Appendicitis is an inflammation of the appendix. It results from an infection caused by bacteria. The appendix becomes swollen and filled with pus. It may break and cause an infection of the surrounding organs of the body. The pus may otherwise be walled off and form an abscess.
An attack of appendicitis generally begins generally begins with a pain which starts in the lower right side of the abdomen, which comes and goes. Nausea sometimes accompanies the pain. Later on, the pain becomes continuous and soreness spreads over the region of the appendix. The abdominal muscles become tight, and fever develops. A blood count at this time shows a great increase in the number of white blood cells.

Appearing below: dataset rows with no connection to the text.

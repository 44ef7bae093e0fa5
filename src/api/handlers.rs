//! Request handlers for the ledger HTTP API.
//!
//! Handlers parse the request, run the ledger operation through the shared
//! [`RecoveryPolicy`](crate::core::recovery::RecoveryPolicy), and serialize the
//! result. No ledger rule lives here.

use super::{
    AppState,
    error::ApiError,
    extract::{Json, Path, Query},
};
use crate::{
    core::{
        allocation::{self, DisplayStatus, NewAllocation},
        charge::{self, NewCharge},
        expiry::{self, ExpirySweepResult},
        report::{
            self, AccountingScope, AccountingSummary, AgentWallet, ReconciliationReport,
        },
        transaction::{self, AllocationAudit},
    },
    entities::{AllocationModel, AllocationStatus, ChargeModel, PointTransactionModel},
    errors::Error,
};
use axum::{extract::State, http::StatusCode};
use chrono::Utc;
use serde::{Deserialize, Serialize};
use std::sync::Arc;

type ApiResult<T> = Result<T, ApiError>;

const DEFAULT_DEDUCTION_DESCRIPTION: &str = "Points deduction";

/// An allocation with the status shown for it today.
#[derive(Debug, Serialize)]
pub struct AllocationView {
    /// Stored allocation row
    #[serde(flatten)]
    pub allocation: AllocationModel,
    /// Derived status
    pub display_status: DisplayStatus,
}

impl AllocationView {
    fn today(allocation: AllocationModel) -> Self {
        let display_status = allocation::display_status(&allocation, Utc::now().date_naive());
        Self {
            allocation,
            display_status,
        }
    }
}

/// Body of `GET /allocations/{id}/remaining`
#[derive(Debug, Serialize)]
pub struct RemainingResponse {
    /// Allocation queried
    pub allocation_id: i64,
    /// Spendable points left
    pub remaining_points: i64,
}

/// Body of `POST /allocations/{id}/deductions`
#[derive(Debug, Deserialize)]
pub struct DeductionRequest {
    /// Points to spend
    pub points: i64,
    /// Dollar value the points cover
    pub amount_covered: f64,
    /// What the points were spent on
    #[serde(default)]
    pub description: Option<String>,
}

/// Body of `POST /allocations/{id}/grants`
#[derive(Debug, Deserialize)]
pub struct GrantRequest {
    /// Points granted
    pub points: i64,
    /// Dollar value of the grant
    pub amount_covered: f64,
}

/// Body of `POST /allocations/{id}/status`
#[derive(Debug, Deserialize)]
pub struct StatusRequest {
    /// New stored status
    pub status: AllocationStatus,
}

/// Body of `POST /charges/{id}/fail`
#[derive(Debug, Deserialize)]
pub struct FailRequest {
    /// Why the processor rejected the charge
    pub reason: String,
}

/// Query of `GET /accounting/summary`
#[derive(Debug, Default, Deserialize)]
pub struct SummaryQuery {
    /// Restrict to one vendor
    pub vendor_id: Option<String>,
    /// Restrict to one agent
    pub agent_id: Option<String>,
}

impl SummaryQuery {
    fn scope(self) -> Result<AccountingScope, Error> {
        match (self.vendor_id, self.agent_id) {
            (None, None) => Ok(AccountingScope::All),
            (Some(vendor_id), None) => Ok(AccountingScope::Vendor(vendor_id)),
            (None, Some(agent_id)) => Ok(AccountingScope::Agent(agent_id)),
            (Some(_), Some(_)) => Err(Error::validation(
                "Filter by vendor_id or agent_id, not both",
            )),
        }
    }
}

/// `GET /health`
pub async fn health() -> StatusCode {
    StatusCode::OK
}

/// `POST /allocations`
pub async fn create_allocation(
    State(state): State<Arc<AppState>>,
    Json(new): Json<NewAllocation>,
) -> ApiResult<(StatusCode, Json<AllocationView>)> {
    let db = &state.database;
    let created = state
        .recovery
        .run("create_allocation", || {
            allocation::create_allocation(db, new.clone())
        })
        .await?;
    Ok((StatusCode::CREATED, Json(AllocationView::today(created))))
}

/// `GET /allocations/{id}`
pub async fn get_allocation(
    State(state): State<Arc<AppState>>,
    Path(allocation_id): Path<i64>,
) -> ApiResult<Json<AllocationView>> {
    let db = &state.database;
    let found = state
        .recovery
        .run("get_allocation", || {
            allocation::require_allocation(db, allocation_id)
        })
        .await?;
    Ok(Json(AllocationView::today(found)))
}

/// `GET /allocations/{id}/remaining`
pub async fn get_remaining(
    State(state): State<Arc<AppState>>,
    Path(allocation_id): Path<i64>,
) -> ApiResult<Json<RemainingResponse>> {
    let db = &state.database;
    let remaining_points = state
        .recovery
        .run("get_remaining", || allocation::get_remaining(db, allocation_id))
        .await?;
    Ok(Json(RemainingResponse {
        allocation_id,
        remaining_points,
    }))
}

/// `POST /allocations/{id}/status`
pub async fn set_allocation_status(
    State(state): State<Arc<AppState>>,
    Path(allocation_id): Path<i64>,
    Json(request): Json<StatusRequest>,
) -> ApiResult<Json<AllocationView>> {
    let db = &state.database;
    let updated = state
        .recovery
        .run("set_allocation_status", || {
            allocation::set_allocation_status(db, allocation_id, request.status)
        })
        .await?;
    Ok(Json(AllocationView::today(updated)))
}

/// `GET /allocations/{id}/transactions`
pub async fn list_transactions(
    State(state): State<Arc<AppState>>,
    Path(allocation_id): Path<i64>,
) -> ApiResult<Json<Vec<PointTransactionModel>>> {
    let db = &state.database;
    let entries = state
        .recovery
        .run("list_transactions", || async move {
            allocation::require_allocation(db, allocation_id).await?;
            transaction::get_transactions_for_allocation(db, allocation_id).await
        })
        .await?;
    Ok(Json(entries))
}

/// `GET /allocations/{id}/statement`, plain text
pub async fn allocation_statement(
    State(state): State<Arc<AppState>>,
    Path(allocation_id): Path<i64>,
) -> ApiResult<String> {
    let db = &state.database;
    let (found, entries) = state
        .recovery
        .run("allocation_statement", || async move {
            let found = allocation::require_allocation(db, allocation_id).await?;
            let entries = transaction::get_transactions_for_allocation(db, allocation_id).await?;
            Ok((found, entries))
        })
        .await?;
    Ok(report::format_allocation_statement(
        &found,
        &entries,
        Utc::now().date_naive(),
    ))
}

/// `GET /allocations/{id}/charges`
pub async fn list_charges(
    State(state): State<Arc<AppState>>,
    Path(allocation_id): Path<i64>,
) -> ApiResult<Json<Vec<ChargeModel>>> {
    let db = &state.database;
    let charges = state
        .recovery
        .run("list_charges", || async move {
            allocation::require_allocation(db, allocation_id).await?;
            charge::get_charges_for_allocation(db, allocation_id).await
        })
        .await?;
    Ok(Json(charges))
}

/// `POST /allocations/{id}/deductions`
pub async fn record_deduction(
    State(state): State<Arc<AppState>>,
    Path(allocation_id): Path<i64>,
    Json(request): Json<DeductionRequest>,
) -> ApiResult<(StatusCode, Json<PointTransactionModel>)> {
    let db = &state.database;
    let description = request
        .description
        .filter(|d| !d.trim().is_empty())
        .unwrap_or_else(|| DEFAULT_DEDUCTION_DESCRIPTION.to_string());

    // A failed attempt rolls back, so retrying cannot spend twice
    let entry = state
        .recovery
        .run("record_deduction", || {
            transaction::record_deduction(
                db,
                allocation_id,
                request.points,
                request.amount_covered,
                description.clone(),
            )
        })
        .await?;
    Ok((StatusCode::CREATED, Json(entry)))
}

/// `POST /allocations/{id}/grants`
pub async fn record_grant(
    State(state): State<Arc<AppState>>,
    Path(allocation_id): Path<i64>,
    Json(request): Json<GrantRequest>,
) -> ApiResult<(StatusCode, Json<PointTransactionModel>)> {
    let db = &state.database;
    let entry = state
        .recovery
        .run("record_allocation_grant", || {
            transaction::record_allocation_grant(
                db,
                allocation_id,
                request.points,
                request.amount_covered,
            )
        })
        .await?;
    Ok((StatusCode::CREATED, Json(entry)))
}

/// `GET /allocations/{id}/audit`
pub async fn audit_allocation(
    State(state): State<Arc<AppState>>,
    Path(allocation_id): Path<i64>,
) -> ApiResult<Json<AllocationAudit>> {
    let db = &state.database;
    let audit = state
        .recovery
        .run("audit_allocation", || {
            transaction::audit_allocation(db, allocation_id)
        })
        .await?;
    Ok(Json(audit))
}

/// `GET /agents/{agent_id}/wallet`
pub async fn agent_wallet(
    State(state): State<Arc<AppState>>,
    Path(agent_id): Path<String>,
) -> ApiResult<Json<AgentWallet>> {
    let db = &state.database;
    let agent_id = agent_id.as_str();
    let today = Utc::now().date_naive();
    let wallet = state
        .recovery
        .run("agent_wallet", || report::agent_wallet(db, agent_id, today))
        .await?;
    Ok(Json(wallet))
}

/// `GET /vendors/{vendor_id}/allocations`
pub async fn vendor_allocations(
    State(state): State<Arc<AppState>>,
    Path(vendor_id): Path<String>,
) -> ApiResult<Json<Vec<AllocationView>>> {
    let db = &state.database;
    let vendor_id = vendor_id.as_str();
    let allocations = state
        .recovery
        .run("vendor_allocations", || {
            allocation::list_allocations_for_vendor(db, vendor_id)
        })
        .await?;
    Ok(Json(
        allocations.into_iter().map(AllocationView::today).collect(),
    ))
}

/// `POST /charges`
pub async fn create_charge(
    State(state): State<Arc<AppState>>,
    Json(new): Json<NewCharge>,
) -> ApiResult<(StatusCode, Json<ChargeModel>)> {
    let db = &state.database;
    let created = state
        .recovery
        .run("create_charge", || charge::create_charge(db, new.clone()))
        .await?;
    Ok((StatusCode::CREATED, Json(created)))
}

/// `GET /charges/{id}`
pub async fn get_charge(
    State(state): State<Arc<AppState>>,
    Path(charge_id): Path<i64>,
) -> ApiResult<Json<ChargeModel>> {
    let db = &state.database;
    let found = state
        .recovery
        .run("get_charge", || async move {
            charge::get_charge_by_id(db, charge_id)
                .await?
                .ok_or(Error::ChargeNotFound { id: charge_id })
        })
        .await?;
    Ok(Json(found))
}

/// `POST /charges/{id}/complete`
pub async fn complete_charge(
    State(state): State<Arc<AppState>>,
    Path(charge_id): Path<i64>,
) -> ApiResult<Json<ChargeModel>> {
    let db = &state.database;
    let settled = state
        .recovery
        .run("mark_completed", || charge::mark_completed(db, charge_id))
        .await?;
    Ok(Json(settled))
}

/// `POST /charges/{id}/fail`
pub async fn fail_charge(
    State(state): State<Arc<AppState>>,
    Path(charge_id): Path<i64>,
    Json(request): Json<FailRequest>,
) -> ApiResult<Json<ChargeModel>> {
    let db = &state.database;
    let reason = request.reason.as_str();
    let settled = state
        .recovery
        .run("mark_failed", || charge::mark_failed(db, charge_id, reason))
        .await?;
    Ok(Json(settled))
}

/// `GET /accounting/summary`
pub async fn accounting_summary(
    State(state): State<Arc<AppState>>,
    Query(query): Query<SummaryQuery>,
) -> ApiResult<Json<AccountingSummary>> {
    let db = &state.database;
    let scope = &query.scope()?;
    let summary = state
        .recovery
        .run("accounting_summary", || report::accounting_summary(db, scope))
        .await?;
    Ok(Json(summary))
}

/// `GET /accounting/reconciliation`
pub async fn reconciliation(
    State(state): State<Arc<AppState>>,
) -> ApiResult<Json<ReconciliationReport>> {
    let db = &state.database;
    let tolerance = state.reconciliation_tolerance;
    let report = state
        .recovery
        .run("reconcile", || report::reconcile(db, tolerance))
        .await?;
    Ok(Json(report))
}

/// `POST /maintenance/expire`
pub async fn expire_allocations(
    State(state): State<Arc<AppState>>,
) -> ApiResult<Json<ExpirySweepResult>> {
    let db = &state.database;
    let today = Utc::now().date_naive();
    let result = state
        .recovery
        .run("expire_lapsed_allocations", || {
            expiry::expire_lapsed_allocations(db, today)
        })
        .await?;
    Ok(Json(result))
}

Anyone who takes laxatives or cathartics, such as castor oil, during an attack of appendicitis, runs great danger. These may cause a rupture of the appendix and spread bacteria among the adjoining organs. Doctors advise people never to use laxatives in any disorder in which appendicitis is suspected. Appendicitis patients must lie quietly in bed, with an ice bag over the region of the appendix. No food should be eaten and a doctor should be called immediately and diagnosis made as quickly as possible, because the treatment usually requires surgery. In some mild cases, the disease may be treated by dieting, rest, and local application of cold. When appendicitis is chronic, the attacks are usually repeated.